The National Centre for Truth and Reconciliation (NCTR) held the feedback gathering session at Eskasoni First Nation last Thursday.
"People don't realize just how much of the trauma from residential school still lingers," said Alan Knockwood of Sipekne'katik First Nation.
"When you dredge it up and have to repeat and repeat it through that process, it becomes alive again. That's very difficult to go through."
The NCTR has been meeting with residential school survivors across the country since October, through an initiative called Lessons Learned from the Indian Residential School Settlement Agreement, asking them what worked and what didn't throughout the various settlement processes.
The $2 billion settlement was approved in 2006. As well as providing payments to residential school survivors, it funded the Aboriginal Healing Foundation for a limited period and created the Truth and Reconciliation Commission.
Knockwood was one of about a dozen former students of Shubenacadie Residential School who attended the one-day session in Eskasoni. The school operated for 37 years in Shubenacadie, N.S.
He expressed frustration that, throughout the settlement process, he was asked to provide "nuanced" details of the same abuse numerous times to different people.
He said he thinks statement gathering could have been handled in a more sensitive way, limiting the number of times a survivor had to revisit traumatic moments.
"I feel a lot better about the process now, but [it] was demeaning and very difficult," he said.
"You had to dredge up memories that you've suppressed for years. It's taken a long time for me to put those back in perspective and heal again."
Knockwood, along with many of the other survivors at the session, agreed that the settlement process prompted him to fully confront his painful memories at the school — a step he resisted vehemently, he said.
He said the biggest benefit was reconnecting with classmates and learning of other communities' unique healing programs. Knockwood said he's thinking about starting one in his own community.
Settlement led to 'grabbing'
Multiple survivors at the session, including Georgina Doucette of Eskasoni, who attended Shubenacadie school from 1950 to 1958, expressed concerns about where and how money was spent in the settlement process.

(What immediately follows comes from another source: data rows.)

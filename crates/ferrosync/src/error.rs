use serde::{Deserialize, Serialize};
use thiserror::Error;

/// Failures that abort an operation on a synctex file.
///
/// Recoverable problems (a single skipped record, a dropped sheet) do not
/// surface here; they accumulate as [`Diagnostic`]s on the scanner.
#[derive(Debug, Error)]
pub enum Error {
    /// No readable synctex candidate was found for the output file.
    #[error("no synctex file found for {output:?}")]
    NotFound { output: String },

    /// A record violated the line grammar and line-oriented recovery was
    /// not possible.
    #[error("malformed record at byte {offset}: {reason}")]
    Malformed { offset: usize, reason: String },

    /// A node references a tag absent from the input table.
    #[error("tag {tag} does not resolve in the input table")]
    UnresolvedTag { tag: i32 },

    /// A closing record did not match the innermost open box.
    #[error("structural mismatch at byte {offset}: expected {expected}, found {found}")]
    StructuralMismatch {
        offset: usize,
        expected: &'static str,
        found: &'static str,
    },

    /// The file declares a format version this parser does not speak.
    #[error("unsupported synctex version {version}")]
    Unsupported { version: i32 },

    #[error(transparent)]
    Io(#[from] std::io::Error),
}

pub type Result<T> = std::result::Result<T, Error>;

#[derive(Debug, Clone, Copy, PartialEq, Eq, Serialize, Deserialize)]
pub enum Severity {
    Error,
    Warning,
}

/// A recoverable problem met while parsing.
///
/// The scanner keeps parsing past these; callers that care (the `update`
/// workflow, editors surfacing sync quality) can inspect them afterwards.
#[derive(Debug, Clone, PartialEq, Serialize, Deserialize)]
pub struct Diagnostic {
    pub severity: Severity,
    pub message: String,
    /// Byte offset of the offending record in the decoded stream.
    #[serde(skip_serializing_if = "Option::is_none")]
    pub offset: Option<usize>,
}

impl Diagnostic {
    pub fn warning(message: impl Into<String>, offset: Option<usize>) -> Self {
        Self {
            severity: Severity::Warning,
            message: message.into(),
            offset,
        }
    }

    pub fn error(message: impl Into<String>, offset: Option<usize>) -> Self {
        Self {
            severity: Severity::Error,
            message: message.into(),
            offset,
        }
    }
}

"What we got was not worth it," she said.
Doucette said that while she didn't expect her own financial settlement to help her heal, she and others in her community thought that the process led to non-Indigenous lawyers and mental health clinics "grabbing for First Nations people" to receive funding. She said that money could have gone to survivors and their communities.
Doucette said she grew suspicious when soon after embarking on the settlement process, numerous therapists from outside her community began approaching her, offering treatment.

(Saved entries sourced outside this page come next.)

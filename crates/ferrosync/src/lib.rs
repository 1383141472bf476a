//! # FerroSync
//!
//! Native parser and query engine for SyncTeX synchronization files.
//!
//! ## Overview
//!
//! TeX engines emit a compact, line-oriented (optionally gzipped)
//! `.synctex` file mapping typeset output back to source input. This
//! crate reads that file into a navigable tree of typeset nodes (sheets,
//! boxes, glue, kerns, text fragments) and answers the two inverse
//! questions editors and viewers keep asking:
//!
//! - **Forward/display**: given `file:line[:column]`, where on which
//!   page did this end up?
//! - **Backward/edit**: given a click at `page:(x, y)`, which source
//!   location produced it?
//!
//! ## Architecture
//!
//! ```text
//! ┌──────────────┐  records   ┌─────────┐  tree    ┌──────────┐
//! │ RecordLexer  │ ─────────► │ Builder │ ───────► │ geometry │
//! │ (gzip-aware) │            │         │          │ resolve  │
//! └──────────────┘            └─────────┘          └──────────┘
//!        ▲                                               │
//!        │ bytes                                         ▼
//! ┌──────────────┐   display_query / edit_query   ┌──────────┐
//! │   Scanner    │ ◄───────────────────────────── │  query   │
//! │ (owns it all)│ ─────────────────────────────► │ ranking  │
//! └──────────────┘        next_result()           └──────────┘
//! ```
//!
//! Parsing is a single linear pass; geometry is resolved eagerly once
//! and cached; queries are read-only walks. When the file changes on
//! disk the whole [`Scanner`] is dropped and rebuilt: no incremental
//! re-parse, no shared mutable state.
//!
//! ## Example
//!
//! ```no_run
//! use ferrosync::Scanner;
//!
//! let mut scanner = Scanner::new_with_output_file("main.pdf", None, true)?;
//! if scanner.display_query("./main.tex", 12, 0, 0) {
//!     while let Some(id) = scanner.next_result() {
//!         let node = scanner.node(id);
//!         println!("page {} at ({}, {})", node.page(), node.visible_h(), node.visible_v());
//!     }
//! }
//! # Ok::<(), ferrosync::Error>(())
//! ```
//!
//! ## Recovery model
//!
//! A malformed record is skipped; a structural mismatch or an
//! unresolvable tag drops the affected sheet; a truncated stream (an
//! engine still writing, an updater mid-append) yields a scanner marked
//! [`Scanner::is_partial`]. Only a missing file or a foreign format
//! version refuses to produce a scanner at all.

pub mod build;
pub mod error;
pub mod geometry;
pub mod input;
pub mod node;
pub mod num;
pub mod query;
pub mod record;
pub mod scanner;
pub mod update;

pub use build::SUPPORTED_VERSION;
pub use error::{Diagnostic, Error, Result, Severity};
pub use input::InputTable;
pub use node::{Node, NodeId, NodeKind, NodeRef, Tree};
pub use num::{IntPolicy, int_policy, parse_int, parse_int_with, set_int_policy};
pub use query::{ContextHint, QueryState, WordHint};
pub use scanner::Scanner;
pub use update::Updater;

"Everybody else was making money off these poor people, us, who ... had to open old wounds and go through this process," she said.
Doucette said she was also disappointed that taxes on legal fees were deducted from the settlements she and her brother, also a survivor of Shubenacadie school, received.
"We didn't get enough to begin with," she said. "Then they take away what little we have."
Other survivors said their financial settlements were too small to make any significant impact on the lives of their family members, and they were not given advice on how to manage the money even though they often left residential schools with less than an elementary education.
Descendants feel left out
Survivors also brought up concerns about the intergenerational effects of the schools, and questions about what's to come for their children and grandchildren.
Elizabeth Marshall, whose father attended Shubenacadie residential school, said she thinks Canada has a responsibility to push the settlement agreement forward, and put forth the resources to allow descendants of survivors to design their own methods to deal with intergenerational trauma.
Addressing the racist practices that allowed for residential schools should also have been a focus of the settlement agreement, Marshall said.
"[Survivors] brought home those 'civilized ways' from the Christians ... and it almost destroyed us. Now we're all suffering these social ills."
The NCTR's Lessons Learned sessions are scheduled to wrap up in December. A report on the feedback is expected in March 2019.